As seen in the previous task, this is a *tidy* dataset: each row represents a single observation, and each column a particular variable or attribute of that observation. Note that the metadata for each song (title, artist, year) is repeated for each chord -- like "I Don't Mind" by James Brown, 1961 -- while the unique attributes of each chord (chord symbol, chord quality, and analytical designations like integer and Roman-numeral notation) is included once for each chord change.

A key element of the style of any popular musical artist is the kind of chords they use in their songs. But not all chords are created equal! In addition to differences in how they sound, some chords are simply easier to play than others. On top of that, some chords are easier to play on one instrument than they are on another. And while master musicians can play a wide variety of chords and progressions with ease, it's not a stretch to think that even the best musicians may choose more "idiomatic" chords and progressions for their instrument.

To start to explore that, let's look at the most common chords in the McGill Billboard Dataset.

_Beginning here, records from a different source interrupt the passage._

use crate::braille::BrailleCanvas;
use crate::map::Rgb;

/// A projected vertex: canvas pixel position plus NDC depth
pub type ScreenPoint = (f64, f64, f64);

/// 4x4 ordered-dither thresholds
const BAYER: [[f64; 4]; 4] = [
    [0.0 / 16.0, 8.0 / 16.0, 2.0 / 16.0, 10.0 / 16.0],
    [12.0 / 16.0, 4.0 / 16.0, 14.0 / 16.0, 6.0 / 16.0],
    [3.0 / 16.0, 11.0 / 16.0, 1.0 / 16.0, 9.0 / 16.0],
    [15.0 / 16.0, 7.0 / 16.0, 13.0 / 16.0, 5.0 / 16.0],
];

/// Whether the dot at (x, y) is raised for a coverage `level` in [0, 1]
#[inline(always)]
pub fn dither(x: i32, y: i32, level: f64) -> bool {
    level > BAYER[y.rem_euclid(4) as usize][x.rem_euclid(4) as usize]
}

/// Clip a segment to the rectangle `[0, max_x] x [0, max_y]` (Liang-Barsky),
/// carrying depth along. `None` when nothing of it is inside.
pub fn clip_segment(p0: ScreenPoint, p1: ScreenPoint, max_x: f64, max_y: f64) -> Option<(ScreenPoint, ScreenPoint)> {
    let (dx, dy) = (p1.0 - p0.0, p1.1 - p0.1);
    let mut t0 = 0.0_f64;
    let mut t1 = 1.0_f64;

    for (p, q) in [(-dx, p0.0), (dx, max_x - p0.0), (-dy, p0.1), (dy, max_y - p0.1)] {
        if p == 0.0 {
            if q < 0.0 {
                return None;
            }
            continue;
        }
        let r = q / p;
        if p < 0.0 {
            t0 = t0.max(r);
        } else {
            t1 = t1.min(r);
        }
        if t0 > t1 {
            return None;
        }
    }

    let at = |t: f64| (p0.0 + dx * t, p0.1 + dy * t, p0.2 + (p1.2 - p0.2) * t);
    Some((at(t0), at(t1)))
}

/// Draw a line using Bresenham's algorithm, interpolating depth.
/// The segment is clipped to the canvas first, so only visible dots are walked.
pub fn draw_line(canvas: &mut BrailleCanvas, p0: ScreenPoint, p1: ScreenPoint, color: Rgb) {
    let max_x = canvas.pixel_width() as f64 - 1.0;
    let max_y = canvas.pixel_height() as f64 - 1.0;
    if max_x < 0.0 || max_y < 0.0 {
        return;
    }
    let Some((p0, p1)) = clip_segment(p0, p1, max_x, max_y) else {
        return;
    };

    let (x0, y0) = (p0.0.round() as i32, p0.1.round() as i32);
    let (x1, y1) = (p1.0.round() as i32, p1.1.round() as i32);

    let dx = (x1 - x0).abs();
    let dy = -(y1 - y0).abs();
    let sx = if x0 < x1 { 1 } else { -1 };
    let sy = if y0 < y1 { 1 } else { -1 };
    let mut err = dx + dy;
    let steps = dx.max(-dy).max(1) as f64;

    let mut x = x0;
    let mut y = y0;
    let mut step = 0.0;

    loop {
        let depth = p0.2 + (p1.2 - p0.2) * (step / steps);
        canvas.plot(x, y, depth, true, color);

        if x == x1 && y == y1 {
            break;
        }

        let e2 = 2 * err;

        if e2 >= dy {
            if x == x1 {
                break;
            }
            err += dy;
            x += sx;
        }

        if e2 <= dx {
            if y == y1 {
                break;
            }
            err += dx;
            y += sy;
        }
        step += 1.0;
    }
}

/// Rasterize a triangle with depth test. Dots are raised according to the
/// ordered dither at `coverage`; unraised dots still occlude.
pub fn fill_triangle(canvas: &mut BrailleCanvas, tri: [ScreenPoint; 3], coverage: f64, color: Rgb) {
    let [a, b, c] = tri;
    let area = edge(a, b, c.0, c.1);
    if area.abs() < 1e-9 {
        return;
    }

    let min_x = a.0.min(b.0).min(c.0).floor().max(0.0) as i32;
    let min_y = a.1.min(b.1).min(c.1).floor().max(0.0) as i32;
    let max_x = (a.0.max(b.0).max(c.0).ceil() as i32).min(canvas.pixel_width() as i32 - 1);
    let max_y = (a.1.max(b.1).max(c.1).ceil() as i32).min(canvas.pixel_height() as i32 - 1);

    for y in min_y..=max_y {
        for x in min_x..=max_x {
            let (px, py) = (x as f64 + 0.5, y as f64 + 0.5);
            let w0 = edge(b, c, px, py) / area;
            let w1 = edge(c, a, px, py) / area;
            let w2 = edge(a, b, px, py) / area;
            if w0 < 0.0 || w1 < 0.0 || w2 < 0.0 {
                continue;
            }
            let depth = w0 * a.2 + w1 * b.2 + w2 * c.2;
            canvas.plot(x, y, depth, dither(x, y, coverage), color);
        }
    }
}

#[inline(always)]
fn edge(a: ScreenPoint, b: ScreenPoint, px: f64, py: f64) -> f64 {
    (b.0 - a.0) * (py - a.1) - (b.1 - a.1) * (px - a.0)
}
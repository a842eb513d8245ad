use std::fmt;

/// 24-bit material color
#[derive(Clone, Copy, Debug, PartialEq, Eq, Hash)]
pub struct Rgb(pub u8, pub u8, pub u8);

impl Rgb {
    /// Build from a packed `0xRRGGBB` value
    pub const fn from_u32(hex: u32) -> Self {
        Self((hex >> 16) as u8, (hex >> 8) as u8, hex as u8)
    }

    /// Blend toward `bg` by `1 - alpha`, used to fake material opacity
    pub fn over(self, bg: Rgb, alpha: f64) -> Rgb {
        let mix = |f: u8, b: u8| (f as f64 * alpha + b as f64 * (1.0 - alpha)).round() as u8;
        Rgb(mix(self.0, bg.0), mix(self.1, bg.1), mix(self.2, bg.2))
    }
}

impl From<Rgb> for ratatui::style::Color {
    fn from(c: Rgb) -> Self {
        ratatui::style::Color::Rgb(c.0, c.1, c.2)
    }
}

impl fmt::Display for Rgb {
    fn fmt(&self, f: &mut fmt::Formatter<'_>) -> fmt::Result {
        write!(f, "#{:02x}{:02x}{:02x}", self.0, self.1, self.2)
    }
}
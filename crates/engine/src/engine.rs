//! Backtest orchestration: strategy → signals → simulator → summary

use tracing::{debug, info};

use crate::error::EngineResult;
use crate::simulator::{validate_series, TradeSimulator};
use crate::strategy::build_strategy;
use crate::summary::summarize;
use crate::types::*;

/// Runs one strategy over one price series
pub struct BacktestEngine;

impl BacktestEngine {
    /// Run a backtest on the given bars with the specified config.
    ///
    /// Configuration is validated before the bars are looked at. An empty
    /// series is valid and yields an empty result with a zeroed summary.
    pub fn run(config: &BacktestConfig, bars: &[PriceBar]) -> EngineResult<BacktestResult> {
        let strategy = build_strategy(&config.strategy)?;
        let simulator = TradeSimulator::new(config.simulator.clone())?;

        validate_series(bars)?;

        info!(
            symbol = %config.symbol,
            strategy = %strategy.name(),
            bars = bars.len(),
            capital = config.simulator.initial_cash,
            "Starting backtest"
        );

        let signals = strategy.generate_signals(bars);
        info!(count = signals.len(), "Generated signals");

        let output = simulator.run(bars, &signals)?;
        for trade in &output.trades {
            debug!(
                entry_time = trade.entry_time,
                exit_time = trade.exit_time,
                entry = trade.entry_price,
                exit = trade.exit_price,
                qty = trade.qty,
                pnl = trade.pnl(),
                "Trade"
            );
        }

        let summary = summarize(&output.trades, &output.equity_curve);

        info!(
            trades = summary.num_trades,
            win_rate = summary.win_rate_pct,
            total_return = summary.total_return_pct,
            max_drawdown = summary.max_drawdown_pct,
            open_position = output.open_position.is_some(),
            "Backtest complete"
        );

        Ok(BacktestResult {
            symbol: config.symbol.clone(),
            interval: config.interval.clone(),
            strategy: strategy.name(),
            start_time: bars.first().map(|b| b.timestamp).unwrap_or(0),
            end_time: bars.last().map(|b| b.timestamp).unwrap_or(0),
            signals,
            dropped_signals: output.dropped_signals,
            trades: output.trades,
            equity_curve: output.equity_curve,
            open_position: output.open_position,
            summary,
        })
    }
}
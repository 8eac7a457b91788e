//! Historical market data sources

pub mod binance;
pub mod file;

pub use binance::BinanceClient;
pub use file::{load_klines, save_klines};
//! Backtest engine: single-instrument, long-only strategy evaluation
//!
//! Provides:
//! - Target-position strategies (SMA crossover, momentum, mean reversion)
//!   sharing one position → signal translation
//! - A single-position trade simulator producing trades and an equity curve
//! - Performance summary (return, drawdown, win rate)
//! - Parallel SMA parameter sweep
//! - Binance public API client and JSON snapshots for historical klines

pub mod api;
pub mod engine;
pub mod error;
pub mod simulator;
pub mod strategy;
pub mod summary;
pub mod sweep;
pub mod types;

// Re-exports for convenience
pub use api::{load_klines, save_klines, BinanceClient};
pub use engine::BacktestEngine;
pub use error::{EngineError, EngineResult};
pub use simulator::{validate_series, SimulationOutput, TradeSimulator};
pub use strategy::{
    build_strategy, positions_to_signals, MeanReversionStrategy, MomentumStrategy,
    SimpleMovingAverageStrategy, Strategy,
};
pub use summary::{max_drawdown_pct, summarize};
pub use sweep::{generate_sma_grid, run_sweep, SweepProgress, SweepRequest, SweepResult, SweepStatus};
pub use types::*;
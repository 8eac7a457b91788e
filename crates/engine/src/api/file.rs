//! Kline snapshots on disk, for offline and repeatable runs

use anyhow::{Context, Result};
use std::fs;
use std::path::Path;
use tracing::info;

use crate::types::Kline;

/// Read a JSON array of klines, sorted by open time
pub fn load_klines(path: impl AsRef<Path>) -> Result<Vec<Kline>> {
    let path = path.as_ref();
    let raw = fs::read_to_string(path)
        .with_context(|| format!("failed to read klines from {}", path.display()))?;
    let mut klines: Vec<Kline> = serde_json::from_str(&raw)
        .with_context(|| format!("failed to parse klines in {}", path.display()))?;
    klines.sort_by_key(|k| k.open_time);

    info!(path = %path.display(), count = klines.len(), "Loaded klines");
    Ok(klines)
}

/// Write klines as pretty JSON, creating parent directories if needed
pub fn save_klines(path: impl AsRef<Path>, klines: &[Kline]) -> Result<()> {
    let path = path.as_ref();
    if let Some(parent) = path.parent().filter(|p| !p.as_os_str().is_empty()) {
        fs::create_dir_all(parent)
            .with_context(|| format!("failed to create {}", parent.display()))?;
    }
    let json = serde_json::to_string_pretty(klines)?;
    fs::write(path, json).with_context(|| format!("failed to write {}", path.display()))?;

    info!(path = %path.display(), count = klines.len(), "Saved klines");
    Ok(())
}

#[cfg(test)]
mod tests {
    use super::*;
    use rust_decimal_macros::dec;

    fn kline(open_time: i64, close: rust_decimal::Decimal) -> Kline {
        Kline {
            open_time,
            open: close,
            high: close + dec!(1),
            low: close - dec!(1),
            close,
            volume: dec!(10),
            close_time: open_time + 3_599_999,
        }
    }

    #[test]
    fn test_save_then_load_sorts_by_time() {
        let path = std::env::temp_dir()
            .join(format!("engine-klines-{}", std::process::id()))
            .join("snapshot.json");
        let klines = vec![kline(7_200_000, dec!(101.5)), kline(0, dec!(100))];

        save_klines(&path, &klines).unwrap();
        let loaded = load_klines(&path).unwrap();

        assert_eq!(loaded.len(), 2);
        assert_eq!(loaded[0], klines[1]);
        assert_eq!(loaded[1], klines[0]);

        fs::remove_dir_all(path.parent().unwrap()).ok();
    }

    #[test]
    fn test_missing_file_is_an_error() {
        let err = load_klines("/nonexistent/klines.json").unwrap_err();
        assert!(err.to_string().contains("failed to read klines"));
    }
}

Find the most common chords in the McGill Billboard Dataset.

- Count the number of occurrences of each raw `chord` type in the dataset (`bb`) using `count()`, and sort the results from most common (highest count) to least common (lowest count).
- Store the result in `bb_count`.
- Display the 20 most common chords.

<hr>

For readability (and to do things the tidyverse way!), try to write your code as a string of verb-based commands, one command per line, connected by `%>%`.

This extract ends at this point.